Apple forced a reality check on Apple watchers today. The “Let’s Rock” special event was exactly as Apple hinted. Music. iPods. iTunes. All added to the razzle dazzle of color and features.
If you had no expectations at all then you were not disappointed by Apple’s updated iPod line. For the rest of us, it’s another bite of humble pie to nourish our patience for yet another day.
What Apple provided was pretty much routine for the annual iPod line update. New iPods, new colors, new features, new iTunes, more music, Jack Johnson. Who knew that Jack was a rocker?
What? No new Macs? Of course not. The event was titled “Let’s Rock” for a reason. Music. iPods. iTunes. Print money for Apple to sit on.
Apple has reached a level of maturity unheard of in the company’s storied and gloried history. No longer full of hubris and revolution, Apple shakes up their sandboxes one bucket at a time.
Briefly, new iPods, new cosmetic designs for shuffle, iPod nano, iPod classic (with larger storage capacity in the base model), slightly lower price tag on the re-designed iPod touch.
Apple is as much about software as hardware so the iPod touch will get OS X version 2.1 later this week.
So will iPhone users. What are the new features? Fewer bugs, apparently.
Apple trotted out the latest facts and figures to support their dominance of digital music. Almost 75-percent market share for the iPod in the US. 8.5 million songs available in iTunes Store. Up to 30,000 songs in your pocket.

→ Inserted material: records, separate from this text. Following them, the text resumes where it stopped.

//! Test probes: the artifact installed into every container.
//!
//! A probe bundles the addressable tests of one test class (or suite) into
//! a single artifact. Packaging of real archives is a backend concern; the
//! artifact produced here is a JSON [`ProbeManifest`] that maps every
//! address identifier to the `(class, method)` pair the container must run.
//!
//! ```text
//! TestProbeBuilder ──add_test()──► TestAddress
//!        │
//!        └─build()──► TestProbeProvider ──stream()──► manifest bytes (built once)
//!                            │
//!                            └─tests()──► targets (same set as the manifest)
//! ```
//!
//! # Example
//!
//! ```
//! use exam::probe::{ProbeManifest, TestProbeBuilder};
//!
//! let mut builder = TestProbeBuilder::new("sample-probe");
//! builder.add_tests("Sample", ["m1", "m2"]);
//! let provider = builder.build();
//!
//! assert_eq!(provider.tests().len(), 2);
//! let manifest = ProbeManifest::from_bytes(provider.stream()?)?;
//! assert_eq!(manifest.instructions.len(), 2);
//! # Ok::<(), exam::probe::ProbeError>(())
//! ```

use std::collections::BTreeMap;
use std::sync::OnceLock;

use serde::{Deserialize, Serialize};

use crate::address::TestAddress;

/// Header naming the probe inside its manifest.
pub const PROBE_NAME_HEADER: &str = "Exam-Probe-Name";

/// Result type for probe operations.
pub type ProbeResult<T> = Result<T, ProbeError>;

/// Errors that can occur while building or reading probe artifacts.
#[derive(Debug, thiserror::Error)]
pub enum ProbeError {
    /// The manifest could not be serialized or parsed.
    #[error("Invalid probe manifest: {0}")]
    Manifest(#[from] serde_json::Error),

    /// The manifest names a target twice.
    #[error("Duplicate probe target: {0}")]
    DuplicateTarget(String),
}

/// One executable test inside a probe.
#[derive(Debug, Clone, PartialEq, Eq, Serialize, Deserialize)]
pub struct ProbeInstruction {
    /// Identifier of the probe-level [`TestAddress`].
    pub identifier: String,
    /// Test class name.
    pub class: String,
    /// Test method name.
    pub method: String,
}

/// The artifact format shared between probe builders and containers.
#[derive(Debug, Clone, PartialEq, Eq, Serialize, Deserialize)]
pub struct ProbeManifest {
    /// Probe headers, including [`PROBE_NAME_HEADER`].
    pub headers: BTreeMap<String, String>,
    /// Executable tests, in registration order.
    pub instructions: Vec<ProbeInstruction>,
}

impl ProbeManifest {
    /// Parses a manifest from artifact bytes.
    ///
    /// Fails if the bytes are not a manifest or name a target twice.
    pub fn from_bytes(bytes: &[u8]) -> ProbeResult<Self> {
        let manifest: ProbeManifest = serde_json::from_slice(bytes)?;
        let mut seen = std::collections::HashSet::new();
        for instruction in &manifest.instructions {
            if !seen.insert(instruction.identifier.as_str()) {
                return Err(ProbeError::DuplicateTarget(instruction.identifier.clone()));
            }
        }
        Ok(manifest)
    }

    /// Returns the probe name header, if present.
    pub fn name(&self) -> Option<&str> {
        self.headers.get(PROBE_NAME_HEADER).map(String::as_str)
    }

    /// Finds the instruction for an address identifier.
    pub fn instruction(&self, identifier: &str) -> Option<&ProbeInstruction> {
        self.instructions.iter().find(|i| i.identifier == identifier)
    }
}

/// Collects the tests of a probe before it is built.
///
/// Builders are cheap: nothing is serialized until the provider's
/// artifact is first requested.
#[derive(Debug, Clone)]
pub struct TestProbeBuilder {
    name: String,
    headers: BTreeMap<String, String>,
    tests: Vec<(TestAddress, String, String)>,
}

impl TestProbeBuilder {
    /// Creates an empty builder for a probe called `name`.
    pub fn new(name: impl Into<String>) -> Self {
        Self {
            name: name.into(),
            headers: BTreeMap::new(),
            tests: Vec::new(),
        }
    }

    /// Probe name.
    pub fn name(&self) -> &str {
        &self.name
    }

    /// Registers one test method and returns its address.
    ///
    /// Registering the same `(class, method)` pair twice returns the address
    /// created by the first call.
    pub fn add_test(&mut self, class: &str, method: &str) -> TestAddress {
        if let Some((address, _, _)) = self
            .tests
            .iter()
            .find(|(_, c, m)| c == class && m == method)
        {
            return address.clone();
        }

        let address = TestAddress::new(format!("{}.{}", class, method));
        self.tests
            .push((address.clone(), class.to_string(), method.to_string()));
        address
    }

    /// Registers several methods of one class.
    pub fn add_tests<I, S>(&mut self, class: &str, methods: I) -> Vec<TestAddress>
    where
        I: IntoIterator<Item = S>,
        S: AsRef<str>,
    {
        methods
            .into_iter()
            .map(|m| self.add_test(class, m.as_ref()))
            .collect()
    }

    /// Sets a manifest header.
    pub fn set_header(&mut self, key: impl Into<String>, value: impl Into<String>) -> &mut Self {
        self.headers.insert(key.into(), value.into());
        self
    }

    /// Addresses registered so far, in registration order.
    pub fn tests(&self) -> Vec<TestAddress> {
        self.tests.iter().map(|(a, _, _)| a.clone()).collect()
    }

    /// Finishes the builder.
    pub fn build(self) -> TestProbeProvider {
        let mut headers = self.headers;
        headers.insert(PROBE_NAME_HEADER.to_string(), self.name.clone());

        let instructions = self
            .tests
            .iter()
            .map(|(address, class, method)| ProbeInstruction {
                identifier: address.identifier().to_string(),
                class: class.clone(),
                method: method.clone(),
            })
            .collect();

        TestProbeProvider {
            name: self.name,
            tests: self.tests.into_iter().map(|(a, _, _)| a).collect(),
            manifest: ProbeManifest {
                headers,
                instructions,
            },
            artifact: OnceLock::new(),
        }
    }
}

/// A built probe: its targets plus a lazily serialized artifact.
#[derive(Debug)]
pub struct TestProbeProvider {
    name: String,
    tests: Vec<TestAddress>,
    manifest: ProbeManifest,
    artifact: OnceLock<Vec<u8>>,
}

impl TestProbeProvider {
    /// Probe name.
    pub fn name(&self) -> &str {
        &self.name
    }

    /// Addresses this probe exposes, in registration order.
    pub fn tests(&self) -> &[TestAddress] {
        &self.tests
    }

    /// The parsed manifest.
    pub fn manifest(&self) -> &ProbeManifest {
        &self.manifest
    }

    /// Artifact bytes, serialized on first access and memoized.
    pub fn stream(&self) -> ProbeResult<&[u8]> {
        if let Some(bytes) = self.artifact.get() {
            return Ok(bytes);
        }
        let bytes = serde_json::to_vec(&self.manifest)?;
        Ok(self.artifact.get_or_init(|| bytes))
    }

    /// Returns `true` once the artifact has been serialized.
    pub fn is_built(&self) -> bool {
        self.artifact.get().is_some()
    }
}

Over 100-million apps downloaded from the App Store for iPhone and iPod touch. New games available today. The iPhone and iPod touch are officially a game platform.
What’s old is new again. The new iPod shuffle looks like the old iPod shuffle. $49 for 1GB and 240 songs, $69 for 2GB and 500 songs.

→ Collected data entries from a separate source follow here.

#[cfg(test)]
mod tests {
    use super::*;
    use crate::config::{random_tasks, sample_tasks, virtual_machines};

    fn run(tasks: Vec<Task>, vm_count: usize, selection: SelectionStrategy) -> FcfsScheduler {
        let mut scheduler = FcfsScheduler::new(tasks, virtual_machines("VM", vm_count))
            .unwrap()
            .with_selection(selection);
        scheduler.simulate().unwrap();
        scheduler
    }

    fn placement(s: &FcfsScheduler, id: &str) -> (String, i64, i64) {
        let t = s.tasks().iter().find(|t| t.id == id).unwrap();
        (
            t.vm_id().unwrap().to_string(),
            t.start_time().unwrap(),
            t.completion_time().unwrap(),
        )
    }

    #[test]
    fn test_reference_scenario() {
        let s = run(sample_tasks(), 3, SelectionStrategy::LinearScan);

        assert_eq!(placement(&s, "T1"), ("VM1".into(), 0, 5));
        assert_eq!(placement(&s, "T2"), ("VM2".into(), 1, 9));
        assert_eq!(placement(&s, "T3"), ("VM3".into(), 2, 5));
        assert_eq!(placement(&s, "T4"), ("VM1".into(), 5, 12));
        assert_eq!(placement(&s, "T5"), ("VM3".into(), 5, 9));
        assert_eq!(placement(&s, "T6"), ("VM2".into(), 9, 15));
        assert_eq!(s.makespan(), 15);

        let busy: Vec<i64> = s.vms().iter().map(|vm| vm.total_busy_time()).collect();
        assert_eq!(busy, vec![12, 14, 7]);

        let m = s.metrics().unwrap();
        assert!((m.avg_utilization - 33.0 / 45.0 * 100.0).abs() < 1e-10);
        assert!((m.avg_utilization - 73.33).abs() < 0.01);
        // waits: 0,0,0,2,1,4  turnarounds: 5,8,3,9,5,10
        assert!((m.avg_waiting_time - 7.0 / 6.0).abs() < 1e-10);
        assert!((m.avg_turnaround_time - 40.0 / 6.0).abs() < 1e-10);
    }

    #[test]
    fn test_reference_scenario_with_heap() {
        let scan = run(sample_tasks(), 3, SelectionStrategy::LinearScan);
        let heap = run(sample_tasks(), 3, SelectionStrategy::MinHeap);
        assert_eq!(heap.selection(), SelectionStrategy::MinHeap);
        assert_eq!(scan.tasks(), heap.tasks());
        assert_eq!(scan.vms(), heap.vms());
    }

    #[test]
    fn test_history() {
        let s = run(sample_tasks(), 3, SelectionStrategy::LinearScan);
        let ids: Vec<&str> = s.history("VM2").iter().map(|t| t.id.as_str()).collect();
        assert_eq!(ids, vec!["T2", "T6"]);
        assert!(s.history("VM9").is_empty());
    }

    #[test]
    fn test_sort_tie_break_by_id() {
        let tasks = vec![
            Task::new("b", 0, 1),
            Task::new("c", 2, 1),
            Task::new("a", 0, 1),
        ];
        let mut s = FcfsScheduler::new(tasks, virtual_machines("VM", 1)).unwrap();
        s.sort_tasks_by_arrival().unwrap();
        assert_eq!(s.phase(), Phase::Sorted);

        let ids: Vec<&str> = s.tasks().iter().map(|t| t.id.as_str()).collect();
        assert_eq!(ids, vec!["a", "b", "c"]);
    }

    #[test]
    fn test_single_vm_sequential() {
        let tasks = vec![
            Task::new("T3", 2, 3),
            Task::new("T1", 0, 5),
            Task::new("T2", 1, 8),
        ];
        let s = run(tasks, 1, SelectionStrategy::LinearScan);

        let ends: Vec<i64> = s
            .tasks()
            .iter()
            .map(|t| t.completion_time().unwrap())
            .collect();
        assert_eq!(ends, vec![5, 13, 16]);
        assert_eq!(s.makespan(), 16);
        assert!((s.metrics().unwrap().avg_utilization - 100.0).abs() < 1e-10);
    }

    #[test]
    fn test_idle_gap() {
        let tasks = vec![Task::new("T1", 0, 2), Task::new("T2", 10, 2)];
        let s = run(tasks, 1, SelectionStrategy::LinearScan);
        assert_eq!(placement(&s, "T2"), ("VM1".into(), 10, 12));
        assert!((s.metrics().unwrap().avg_utilization - 4.0 / 12.0 * 100.0).abs() < 1e-10);
    }

    #[test]
    fn test_invalid_input_rejected() {
        let err = FcfsScheduler::new(vec![], vec![]).unwrap_err();
        match err {
            SchedulerError::InvalidInput(errors) => assert_eq!(errors.len(), 2),
            other => panic!("unexpected error: {other:?}"),
        }
    }

    #[test]
    fn test_time_overflow_rejected() {
        use crate::validation::ValidationErrorKind;

        let half = i64::MAX / 2 + 1;
        let batches = vec![
            vec![Task::new("T1", i64::MAX - 1, 5)],
            vec![Task::new("T1", 0, half), Task::new("T2", 0, half)],
        ];
        for tasks in batches {
            match FcfsScheduler::new(tasks, virtual_machines("VM", 2)).unwrap_err() {
                SchedulerError::InvalidInput(errors) => {
                    assert_eq!(errors[0].kind, ValidationErrorKind::TimeOverflow)
                }
                other => panic!("unexpected error: {other:?}"),
            }
        }
    }

    #[test]
    fn test_simulate_twice_rejected() {
        let mut s = run(sample_tasks(), 2, SelectionStrategy::LinearScan);
        let before = s.tasks().to_vec();
        assert!(matches!(
            s.simulate(),
            Err(SchedulerError::InvalidState(_))
        ));
        assert_eq!(s.tasks(), before.as_slice());
    }

    #[test]
    fn test_metrics_before_completion_rejected() {
        let s = FcfsScheduler::new(sample_tasks(), virtual_machines("VM", 2)).unwrap();
        assert!(matches!(s.metrics(), Err(SchedulerError::InvalidState(_))));
        assert_eq!(s.makespan(), 0);
    }

    #[test]
    fn test_sort_after_simulate_rejected() {
        let mut s = run(sample_tasks(), 2, SelectionStrategy::LinearScan);
        assert!(s.sort_tasks_by_arrival().is_err());
    }

    #[test]
    fn test_metrics_idempotent() {
        let s = run(sample_tasks(), 3, SelectionStrategy::LinearScan);
        assert_eq!(s.metrics().unwrap(), s.metrics().unwrap());
    }

    #[test]
    fn test_deterministic() {
        let a = run(random_tasks(40, 7, 30, 12), 4, SelectionStrategy::LinearScan);
        let b = run(random_tasks(40, 7, 30, 12), 4, SelectionStrategy::LinearScan);
        assert_eq!(a.scheduling_data(), b.scheduling_data());
    }

    #[test]
    fn test_random_invariants() {
        for seed in 0..20 {
            let tasks = random_tasks(30, seed, 25, 10);
            let total_burst: i64 = tasks.iter().map(|t| t.burst_time).sum();
            let s = run(tasks, 1 + (seed as usize % 5), SelectionStrategy::LinearScan);

            // Causality
            for t in s.tasks() {
                let start = t.start_time().unwrap();
                assert!(start >= t.arrival_time);
                assert_eq!(t.completion_time().unwrap(), start + t.burst_time);
            }

            // FCFS ordering
            for pair in s.tasks().windows(2) {
                assert!(pair[0].arrival_time <= pair[1].arrival_time);
            }

            // VM monotonicity: history runs back to back without overlap
            for vm in s.vms() {
                let runs = s.history(&vm.id);
                for pair in runs.windows(2) {
                    assert!(pair[0].completion_time() <= pair[1].start_time());
                }
            }

            // Conservation
            let total_busy: i64 = s.vms().iter().map(|vm| vm.total_busy_time()).sum();
            assert_eq!(total_busy, total_burst);

            // Makespan equality
            let max_available = s.vms().iter().map(|vm| vm.available_time()).max();
            let max_completion = s.tasks().iter().filter_map(|t| t.completion_time()).max();
            assert_eq!(Some(s.makespan()), max_available);
            assert_eq!(Some(s.makespan()), max_completion);

            // Utilization bound
            let m = s.metrics().unwrap();
            for mu in &m.machines {
                assert!((0.0..=100.0).contains(&mu.utilization));
            }
        }
    }

    #[test]
    fn test_heap_matches_scan_on_random_workloads() {
        for seed in 100..120 {
            let scan = run(random_tasks(50, seed, 40, 15), 6, SelectionStrategy::LinearScan);
            let heap = run(random_tasks(50, seed, 40, 15), 6, SelectionStrategy::MinHeap);
            assert_eq!(scan.scheduling_data(), heap.scheduling_data());
            assert_eq!(scan.makespan(), heap.makespan());
        }
    }

    #[test]
    fn test_into_parts() {
        let s = run(sample_tasks(), 3, SelectionStrategy::LinearScan);
        let (tasks, vms) = s.into_parts();
        assert_eq!(tasks.len(), 6);
        assert_eq!(vms.len(), 3);
        assert!(tasks.iter().all(|t| t.is_scheduled()));
    }
}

The iPod nano goes backwards to a previous design, no longer short and stout, but long and slim. Same size screen, many, many new chromatic colors. 8GB for $149, double that for $199.
No real facelift for the iPod classic, but $249 now gets you 120GB of music and movie storage power. The iPod touch gets a modest re-design and lower prices, and bug fixes later this week.
Just for grins, Apple added a few more items in their ever obvious quest to become the 21st century Sony. New ear buds. $79.
What did we NOT see that we’re still waiting for? Start with new MacBooks in aluminum to match the MacBook Air design. Then move to AppleTV 3.0 with a digital video recorder. Still on the list of wants and needs is an iPad Mac-like, iPhone-like wireless tablet.
Ditto for new Cinema displays, a mini-tower MacPro, or a revamped Mac mini, all nowhere to be seen.
Is it possible that Macworld in January will finally be about the Mac? After all, why should Apple spring a new line of Mac notebooks when the current line is selling in record numbers. What will people upgrade to if they have something newer than new?
Apple has matured, gained muscle, and is well disciplined. We’ll get what Apple wants us to get and when Apple wants us to get it.
What Apple did not announce speaks volumes about the company’s discipline, the art of sleight of hand and a melange of evolutionary features and design. It all started with music and ended with music (“Let’s Rock” started with rockers and ended with Jack Johnson and an acoustic guitar).
iPods represent a big chunk of Apple’s business, customer base, current and future revenue and profits, and mindshare. There are far more iPod customers than Mac customers today. By the end of 2009 Apple may have more iPhone customers than Mac customers.
Since the Mac is selling so well, maybe Apple will become even more disciplined and give Mac users something to rejoice about at Macworld in January.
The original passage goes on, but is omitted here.